Source material >>
------------

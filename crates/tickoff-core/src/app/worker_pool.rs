use std::sync::Arc;

use tokio::sync::Semaphore;
use tokio_util::task::TaskTracker;
use tracing::{debug, trace};

use super::completion::CompletionProcessor;
use super::status::WorkerCounters;
use crate::queue::JobReceiver;

/// Default ceiling on concurrently running completion tasks.
pub const DEFAULT_MAX_IN_FLIGHT: usize = 1024;

/// Pool of queue consumers.
///
/// - 各 consumer は job を 1 件取り出して completion タスクを spawn するだけ
///   （delay の待機は consumer 上では行わない）
/// - consumer と completion タスクはどちらも同じ `TaskTracker` に載る
/// - `shutdown()` はキューが閉じている前提で、全 consumer の終了と
///   全 completion タスクの完了を待つ
///
/// Fan-out is capped by `max_in_flight`: a consumer takes a permit before it
/// dequeues, so at the ceiling consumers stop pulling, the queue fills up
/// and producers see backpressure. Below the ceiling dispatch never waits on
/// a running job.
pub(crate) struct WorkerPool {
    tracker: TaskTracker,
    consumers: usize,
}

impl WorkerPool {
    /// Spawn `n` consumers on `receiver`.
    pub(crate) fn spawn(
        n: usize,
        receiver: JobReceiver,
        processor: Arc<CompletionProcessor>,
        max_in_flight: usize,
        counters: Arc<WorkerCounters>,
    ) -> Self {
        let tracker = TaskTracker::new();
        let in_flight = Arc::new(Semaphore::new(max_in_flight));

        for worker_id in 0..n {
            tracker.spawn(consumer_loop(
                worker_id,
                receiver.clone(),
                Arc::clone(&processor),
                Arc::clone(&in_flight),
                tracker.clone(),
                Arc::clone(&counters),
            ));
        }

        Self {
            tracker,
            consumers: n,
        }
    }

    pub(crate) fn consumers(&self) -> usize {
        self.consumers
    }

    /// Wait for consumers to see the closed queue and for every dispatched
    /// completion task to finish. Safe to call from several tasks at once;
    /// each caller returns once the pool is drained.
    pub(crate) async fn shutdown(&self) {
        self.tracker.close();
        self.tracker.wait().await;
    }
}

async fn consumer_loop(
    worker_id: usize,
    receiver: JobReceiver,
    processor: Arc<CompletionProcessor>,
    in_flight: Arc<Semaphore>,
    tracker: TaskTracker,
    counters: Arc<WorkerCounters>,
) {
    debug!(worker_id, "consumer started");

    loop {
        // 上限に達していたら dequeue しない（キュー側に backpressure が伝わる）
        let Ok(permit) = Arc::clone(&in_flight).acquire_owned().await else {
            break;
        };

        // None = キューが閉じられ、バッファも空
        let Some(job) = receiver.recv().await else {
            break;
        };

        trace!(worker_id, %job, "dispatching completion job");
        counters.record_dispatched();

        let processor = Arc::clone(&processor);
        let counters = Arc::clone(&counters);
        tracker.spawn(async move {
            let outcome = processor.process(job).await;
            counters.record_outcome(outcome);
            drop(permit);
        });
    }

    debug!(worker_id, "consumer stopped");
}
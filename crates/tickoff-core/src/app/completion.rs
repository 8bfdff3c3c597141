//! CompletionProcessor - 遅延後に todo を自動完了する
//!
//! # フロー
//! 1. 設定された delay だけ待つ（意図的な待機はここだけ）
//! 2. TodoStore から最新の状態を取り直す
//! 3. 取得失敗 / 見つからない → ログを残して終了
//! 4. pending / in_progress → completed にして update
//! 5. すでに completed → 何もしない（書き込みもしない）
//! 6. update 失敗 → ログを残して終了（リトライなし）
//!
//! ジョブは enqueue 時の状態を持たないので、待機中にユーザーが更新・完了・
//! 削除しても、常に発火時点の状態で判断します。

use std::sync::Arc;
use std::time::Duration;

use tracing::{debug, error, info, warn};

use crate::error::StoreError;
use crate::ports::{Clock, SystemClock, TodoStore};
use crate::queue::CompletionJob;

/// What one completion invocation ended up doing.
#[derive(Debug, Clone, Copy, PartialEq, Eq)]
pub enum CompletionOutcome {
    /// Status moved to completed and was persisted.
    Completed,
    /// The owner finished it first; nothing was written.
    AlreadyCompleted,
    /// The todo was deleted before the job fired.
    NotFound,
    FetchFailed,
    PersistFailed,
}

pub struct CompletionProcessor {
    store: Arc<dyn TodoStore>,
    clock: Arc<dyn Clock>,
    delay: Duration,
}

impl CompletionProcessor {
    pub fn new(store: Arc<dyn TodoStore>, delay: Duration) -> Self {
        Self {
            store,
            clock: Arc::new(SystemClock),
            delay,
        }
    }

    /// Clock used for the `updated_at` stamp of auto-completed todos.
    pub fn with_clock(mut self, clock: Arc<dyn Clock>) -> Self {
        self.clock = clock;
        self
    }

    pub fn delay(&self) -> Duration {
        self.delay
    }

    /// Wait out the delay, then re-check and maybe complete the todo.
    pub async fn process(&self, job: CompletionJob) -> CompletionOutcome {
        tokio::time::sleep(self.delay).await;
        self.complete_now(job).await
    }

    /// The check-then-act half of [`process`](Self::process), without the delay.
    pub async fn complete_now(&self, job: CompletionJob) -> CompletionOutcome {
        let todo_id = job.todo_id();

        let mut todo = match self.store.get_by_id(todo_id).await {
            Ok(Some(todo)) => todo,
            Ok(None) => {
                // 削除済みは正常系。エスカレーションしない
                debug!(%todo_id, "todo no longer exists, skipping auto-complete");
                return CompletionOutcome::NotFound;
            }
            Err(err) => {
                warn!(%todo_id, error = %err, "failed to load todo for auto-complete");
                return CompletionOutcome::FetchFailed;
            }
        };

        if !todo.auto_complete(self.clock.now()) {
            debug!(%todo_id, status = %todo.status, "todo already completed, nothing to do");
            return CompletionOutcome::AlreadyCompleted;
        }

        match self.store.update(&todo).await {
            Ok(()) => {
                info!(%todo_id, "todo auto-completed");
                CompletionOutcome::Completed
            }
            Err(StoreError::NotFound(_)) => {
                // fetch と update の間に削除された
                debug!(%todo_id, "todo deleted before auto-complete was persisted");
                CompletionOutcome::NotFound
            }
            Err(err) => {
                error!(%todo_id, error = %err, "failed to auto-complete todo");
                CompletionOutcome::PersistFailed
            }
        }
    }
}
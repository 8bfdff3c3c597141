//! Domain model (ids, todo entity, caller identity).

pub mod ids;
pub mod todo;
pub mod user;

pub use ids::{Id, IdMarker, TodoId, UserId};
pub use todo::{NewTodo, Todo, TodoPatch, TodoStatus};
pub use user::{Role, Viewer};
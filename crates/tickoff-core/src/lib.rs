//! tickoff-core
//!
//! Todo backend core: domain model, the store port, and the deferred
//! auto-completion worker that marks todos completed a fixed delay after
//! creation unless the owner finished them first.
//!
//! # モジュール構成
//! - **domain**: ドメインモデル（ids, todo, user）
//! - **ports**: 抽象化レイヤー（TodoStore, Clock, IdGenerator）
//! - **impls**: 実装（InMemoryTodoStore）
//! - **queue**: completion ジョブの bounded キュー
//! - **app**: AutoCompleteWorker, WorkerPool, CompletionProcessor, TodoService
//! - **config**: 環境変数からの設定
//! - **observability**: tracing の初期化
//! - **error**: エラー型

pub mod app;
pub mod config;
pub mod domain;
pub mod error;
pub mod impls;
pub mod observability;
pub mod ports;
pub mod queue;

pub use app::{AutoCompleteWorker, CompletionOutcome, TodoService, WorkerCounts};
pub use config::AutoCompleteConfig;
pub use error::{ConfigError, QueueError, StoreError, TodoError, WorkerError};
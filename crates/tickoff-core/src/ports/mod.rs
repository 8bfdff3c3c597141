//! Ports - 抽象化レイヤー
//!
//! Hexagonal Architecture の「ポート」を定義します。
//! 外部システム（DB、時計、ID 生成）への境界はすべてここを通ります。
//!
//! # 設計原則
//! - 永続化は TodoStore が正本
//! - completion ジョブはメモリ上のキューのみ（todo_id だけを流す）

pub mod clock;
pub mod id_generator;
pub mod todo_store;

pub use self::clock::{Clock, FixedClock, SystemClock};
pub use self::id_generator::{IdGenerator, UlidGenerator};
pub use self::todo_store::{TodoFilter, TodoStore};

------------

Assignment >>
Set the entries down again exactly, beginning with their first line and ending with the line that contains "の待機は consumer 上では行わない）"; omit all other lines.

Task result >>
filename crates/tickoff-core/src/app/worker_pool.rs
use std::sync::Arc;

use tokio::sync::Semaphore;
use tokio_util::task::TaskTracker;
use tracing::{debug, trace};

use super::completion::CompletionProcessor;
use super::status::WorkerCounters;
use crate::queue::JobReceiver;

/// Default ceiling on concurrently running completion tasks.
pub const DEFAULT_MAX_IN_FLIGHT: usize = 1024;

/// Pool of queue consumers.
///
/// - 各 consumer は job を 1 件取り出して completion タスクを spawn するだけ
///   （delay の待機は consumer 上では行わない）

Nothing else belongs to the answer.